--- Prompt ---
Please return the lines of the data below, word for word, from the first line through the line containing "pub fn config(&self)".

--- Saved data entries ---
impl DexCache {
    pub fn new(config: CacheConfig) -> Self {
        Self {
            candles: CandleStore::new(config.candle_capacity, config.candle_resolution),
            snapshots: PriceSnapshotTracker::new(config.sample_interval, config.sample_capacity),
            registry: PairRegistry::new(),
            rankings: RankingIndex::new(),
            structural: Mutex::new(()),
            clock: IngestClock::default(),
            config,
        }
    }

    /// Construct after validating the configuration.
    pub fn try_new(config: CacheConfig) -> Result<Self, CacheError> {
        config.validate()?;
        Ok(Self::new(config))
    }

    pub fn config(&self) -> &CacheConfig {
        &self.config
    }

    /// Register a pair. Per-pair stores are initialised before the pair becomes visible in the
    /// registry, so no reader ever sees a partially known pair.
    pub fn add_new_pair(&self, pair: Pair) -> AddPair {
        let _structural = self.structural.lock();

        if let Some(existing) = self.registry.get_pair(&pair.address) {
            return AddPair {
                is_new: false,
                pair: existing,
            };
        }

        self.candles.init_pair(&pair.address);
        self.snapshots.init_pair(&pair.address);
        self.clock.observe(pair.created_at);

        let added = self.registry.add_pair(pair);
        debug!(
            pair = %added.pair.address,
            token0 = %added.pair.token0.symbol,
            token1 = %added.pair.token1.symbol,
            dex = %added.pair.dex_name,
            "registered new pair"
        );
        added
    }

    /// Append or merge a candle. Candles older than the pair's open bucket are counted and dropped.
    pub fn ingest_candle(
        &self,
        pair: &str,
        candle: Candle,
    ) -> Result<IngestOutcome<CandleIngest>, CacheError> {
        let pair = self.known_pair(pair)?;

        match self.candles.ingest(&pair, candle) {
            Ok(outcome) => {
                self.clock.observe(candle.bucket_start);
                if let Ok(Some(cursor)) = self.candles.with_series(&pair, |series| series.cursor()) {
                    self.clock.advance_cursor(cursor);
                }
                Ok(IngestOutcome::Applied(outcome))
            }
            Err(error) => self.recover(error),
        }
    }

    /// Replace a pair's snapshot and reposition it in every ranking view.
    pub fn update_snapshot(
        &self,
        pair: &str,
        update: MetricsUpdate,
    ) -> Result<IngestOutcome<PairMetricsSnapshot>, CacheError> {
        let pair = self.known_pair(pair)?;

        let result = self
            .snapshots
            .update(&pair, update, |_, next| self.rankings.apply(next));

        match result {
            Ok(snapshot) => {
                self.clock.observe(update.timestamp);
                Ok(IngestOutcome::Applied(snapshot))
            }
            Err(error) => self.recover(error),
        }
    }

    /// Route a generic ingest event.
    pub fn apply(&self, event: IngestEvent) -> Result<IngestOutcome<()>, CacheError> {
        match event {
            IngestEvent::NewPair(pair) => {
                self.add_new_pair(pair);
                Ok(IngestOutcome::Applied(()))
            }
            IngestEvent::Candle {
                pair_address,
                candle,
            } => self
                .ingest_candle(pair_address.as_str(), candle)
                .map(|outcome| match outcome {
                    IngestOutcome::Applied(_) => IngestOutcome::Applied(()),
                    IngestOutcome::Stale => IngestOutcome::Stale,
                }),
            IngestEvent::Snapshot {
                pair_address,
                price_usd,
                volume_24h_usd,
                liquidity_usd,
                timestamp,
            } => self
                .update_snapshot(
                    pair_address.as_str(),
                    MetricsUpdate {
                        price_usd,
                        volume_24h_usd,
                        liquidity_usd,
                        timestamp,
                    },
                )
                .map(|outcome| match outcome {
                    IngestOutcome::Applied(_) => IngestOutcome::Applied(()),
                    IngestOutcome::Stale => IngestOutcome::Stale,
                }),
        }
    }

    /// Load a pairs CSV in file order. Malformed rows are skipped and counted.
    pub fn bulk_load<R: Read>(&self, reader: R) -> Result<BulkLoadReport, CacheError> {
        let mut report = BulkLoadReport::default();

        for row in read_pairs_csv(reader)? {
            let row = match row {
                Ok(row) => row,
                Err(error) => {
                    warn!(%error, "rejected pairs CSV row");
                    report.rows_rejected += 1;
                    continue;
                }
            };

            for event in row.events {
                match event {
                    IngestEvent::NewPair(pair) => {
                        if self.add_new_pair(pair).is_new {
                            report.pairs_added += 1;
                        }
                    }
                    event => match self.apply(event) {
                        Ok(IngestOutcome::Applied(())) => report.snapshots_applied += 1,
                        Ok(IngestOutcome::Stale) => {}
                        Err(error) => {
                            warn!(line = row.line, %error, "rejected pairs CSV metrics");
                            report.rows_rejected += 1;
                        }
                    },
                }
            }
        }

        info!(
            pairs_added = report.pairs_added,
            snapshots_applied = report.snapshots_applied,
            rows_rejected = report.rows_rejected,
            "bulk load complete"
        );
        Ok(report)
    }

    /// Explicitly overwrite a token's symbol and decimals.
    pub fn correct_token(&self, token: Token) -> Result<(), CacheError> {
        let _structural = self.structural.lock();
        self.registry.correct_token(token)
    }

    pub fn top_gainers(
        &self,
        limit: usize,
        timeframe: Timeframe,
    ) -> Result<Vec<RankedChange>, CacheError> {
        self.ranked_changes(limit, timeframe, Direction::Descending)
    }

    pub fn top_losers(
        &self,
        limit: usize,
        timeframe: Timeframe,
    ) -> Result<Vec<RankedChange>, CacheError> {
        self.ranked_changes(limit, timeframe, Direction::Ascending)
    }

    pub fn top_pairs_by_volume(&self, limit: usize) -> Result<Vec<PairMetricsSnapshot>, CacheError> {
        self.ranked_snapshots(Metric::Volume24h, limit)
    }

    pub fn top_pairs_by_liquidity(
        &self,
        limit: usize,
    ) -> Result<Vec<PairMetricsSnapshot>, CacheError> {
        self.ranked_snapshots(Metric::Liquidity, limit)
    }

    /// Pairs ranked by candle volume in the trailing `window_ms` relative to their liquidity.
    /// The window ends at the newest candle bucket seen by the cache.
    pub fn top_momentum_pairs(
        &self,
        limit: usize,
        window_ms: i64,
    ) -> Result<Vec<MomentumEntry>, CacheError> {
        check_limit(limit)?;
        if window_ms <= 0 {
            return Err(CacheError::InvalidInput(format!(
                "momentum window must be positive, got {window_ms}ms"
            )));
        }

        let Some(end) = self.clock.candle_cursor() else {
            return Ok(Vec::new());
        };
        let from = end
            .checked_sub_signed(TimeDelta::milliseconds(window_ms))
            .unwrap_or(DateTime::<Utc>::MIN_UTC);

        let liquidity: FnvHashMap<Address, Option<f64>> = self
            .snapshots
            .all_current()
            .into_iter()
            .map(|snapshot| (snapshot.pair_address, snapshot.liquidity_usd))
            .collect();

        let mut entries = Vec::new();
        self.candles.for_each(|pair, series| {
            let liquidity = liquidity.get(pair).copied().flatten();
            if let Some(entry) =
                momentum::evaluate(pair, series, from, liquidity, self.config.epsilon)
            {
                entries.push(entry);
            }
        });

        momentum::sort_momentum(&mut entries);
        entries.truncate(limit);
        Ok(entries)
    }

    /// Pairs whose newest bucket volume exceeds their trailing baseline. Pairs without enough
    /// baseline history are omitted.
    pub fn detect_volume_spikes(&self) -> Vec<VolumeSpike> {
        let detector = SpikeDetector {
            baseline_window: self.config.spike_baseline_window,
            min_baseline_candles: self.config.spike_min_baseline_candles,
            ratio_threshold: self.config.spike_ratio_threshold,
            volume_floor: self.config.spike_volume_floor,
            epsilon: self.config.epsilon,
        };

        let mut spikes = Vec::new();
        self.candles
            .for_each(|pair, series| match detector.evaluate(pair, series) {
                Ok(Some(spike)) => spikes.push(spike),
                Ok(None) => {}
                Err(error) => trace!(%pair, %error, "pair skipped for spike detection"),
            });

        sort_spikes(&mut spikes);
        spikes
    }

    /// Most recently created pairs first.
    pub fn recent_new_pairs(&self, limit: usize) -> Result<Vec<Arc<Pair>>, CacheError> {
        check_limit(limit)?;
        Ok(self
            .registry
            .all_pairs()
            .into_iter()
            .sorted_by(|a, b| {
                b.created_at
                    .cmp(&a.created_at)
                    .then_with(|| a.address.cmp(&b.address))
            })
            .take(limit)
            .collect())
    }

    /// Up to `points` most recent candles, oldest first.
    pub fn ohlcv_history(&self, pair: &str, points: usize) -> Result<Vec<Candle>, CacheError> {
        check_limit(points)?;
        let pair = self.known_pair(pair)?;
        self.candles.history(&pair, points)
    }

    pub fn pairs_for_token(&self, token: &str) -> Result<Vec<Arc<Pair>>, CacheError> {
        self.registry.pairs_for_token(&Address::parse(token)?)
    }

    /// Every known token with totals across its pairs, ordered by symbol then address. Totals are
    /// composed from per-pair snapshots read one at a time.
    pub fn unique_tokens(&self) -> Vec<TokenSummary> {
        let snapshots: FnvHashMap<Address, PairMetricsSnapshot> = self
            .snapshots
            .all_current()
            .into_iter()
            .map(|snapshot| (snapshot.pair_address.clone(), snapshot))
            .collect();

        let mut summaries: FnvHashMap<Address, TokenSummary> = self
            .registry
            .tokens()
            .into_iter()
            .map(|token| {
                let summary = TokenSummary {
                    token: token.clone(),
                    pair_count: 0,
                    volume_24h_usd: 0.0,
                    liquidity_usd: 0.0,
                };
                (token.address, summary)
            })
            .collect();

        for pair in self.registry.all_pairs() {
            let snapshot = snapshots.get(&pair.address);
            for token in [&pair.token0.address, &pair.token1.address] {
                if let Some(summary) = summaries.get_mut(token) {
                    summary.pair_count += 1;
                    if let Some(snapshot) = snapshot {
                        summary.volume_24h_usd += snapshot.volume_24h_usd.unwrap_or(0.0);
                        summary.liquidity_usd += snapshot.liquidity_usd.unwrap_or(0.0);
                    }
                }
            }
        }

        summaries
            .into_values()
            .sorted_by(|a, b| {
                a.token
                    .symbol
                    .cmp(&b.token.symbol)
                    .then_with(|| a.token.address.cmp(&b.token.address))
            })
            .collect()
    }

    /// Every pair in registration order.
    pub fn all_pairs(&self) -> Vec<Arc<Pair>> {
        self.registry.all_pairs()
    }

    pub fn pair(&self, pair: &str) -> Result<Arc<Pair>, CacheError> {
        let address = Address::parse(pair)?;
        self.registry
            .get_pair(&address)
            .ok_or_else(|| CacheError::pair_not_found(address.as_str()))
    }

    pub fn snapshot(&self, pair: &str) -> Result<PairMetricsSnapshot, CacheError> {
        let pair = self.known_pair(pair)?;
        self.snapshots.current(&pair)
    }

    /// Deterministic composite score in `[0, 100]`. Age is measured against the newest ingested
    /// timestamp rather than the wall clock.
    pub fn gem_score(&self, pair: &str) -> Result<GemScore, CacheError> {
        let pair = self.pair(pair)?;
        let snapshot = self.snapshots.current(&pair.address)?;
        let recent = self
            .candles
            .history(&pair.address, crate::gem::VOLATILITY_LOOKBACK)?;
        let now = self.clock.last_ingest().unwrap_or(pair.created_at);

        let scorer = GemScorer::new(self.config.gem_weights, self.config.epsilon);
        Ok(scorer.score(&snapshot, pair.created_at, &recent, now))
    }

    pub fn stats(&self) -> CacheStats {
        CacheStats {
            total_pairs: self.registry.len(),
            total_candles_stored: self.candles.total_candles(),
            last_ingest_timestamp: self.clock.last_ingest(),
            tokens: self.registry.token_count(),
            stale_ingests: self.clock.stale_ingests.load(Ordering::Relaxed),
        }
    }

    fn known_pair(&self, pair: &str) -> Result<Address, CacheError> {
        let address = Address::parse(pair)?;
        if self.registry.contains(&address) {
            Ok(address)
        } else {
            Err(CacheError::pair_not_found(address.as_str()))
        }
    }

    /// Count and swallow stale ingests, propagate everything else.
    fn recover<T>(&self, error: CacheError) -> Result<IngestOutcome<T>, CacheError> {
        match error {
            CacheError::StaleIngest {
                ref pair,
                cursor,
                received,
            } => {
                self.clock.stale_ingests.fetch_add(1, Ordering::Relaxed);
                debug!(%pair, cursor, received, "dropped stale ingest");
                Ok(IngestOutcome::Stale)
            }
            error => Err(error),
        }
    }

    fn ranked_changes(
        &self,
        limit: usize,
        timeframe: Timeframe,
        direction: Direction,
    ) -> Result<Vec<RankedChange>, CacheError> {
        check_limit(limit)?;
        let metric = Metric::PriceChange(timeframe);

        Ok(self
            .rankings
            .top_n(metric, direction, limit)
            .into_iter()
            .filter_map(|pair| {
                let snapshot = self.snapshots.current(&pair).ok()?;
                let change = metric.value(&snapshot)?;
                Some(RankedChange {
                    pair_address: pair,
                    change: change.max(-100.0),
                })
            })
            .collect())
    }

    fn ranked_snapshots(
        &self,
        metric: Metric,
        limit: usize,
    ) -> Result<Vec<PairMetricsSnapshot>, CacheError> {
        check_limit(limit)?;
        Ok(self
            .rankings
            .top_n(metric, Direction::Descending, limit)
            .into_iter()
            .filter_map(|pair| self.snapshots.current(&pair).ok())
            .collect())
    }
}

--- Written response ---
impl DexCache {
    pub fn new(config: CacheConfig) -> Self {
        Self {
            candles: CandleStore::new(config.candle_capacity, config.candle_resolution),
            snapshots: PriceSnapshotTracker::new(config.sample_interval, config.sample_capacity),
            registry: PairRegistry::new(),
            rankings: RankingIndex::new(),
            structural: Mutex::new(()),
            clock: IngestClock::default(),
            config,
        }
    }

    /// Construct after validating the configuration.
    pub fn try_new(config: CacheConfig) -> Result<Self, CacheError> {
        config.validate()?;
        Ok(Self::new(config))
    }

    pub fn config(&self) -> &CacheConfig {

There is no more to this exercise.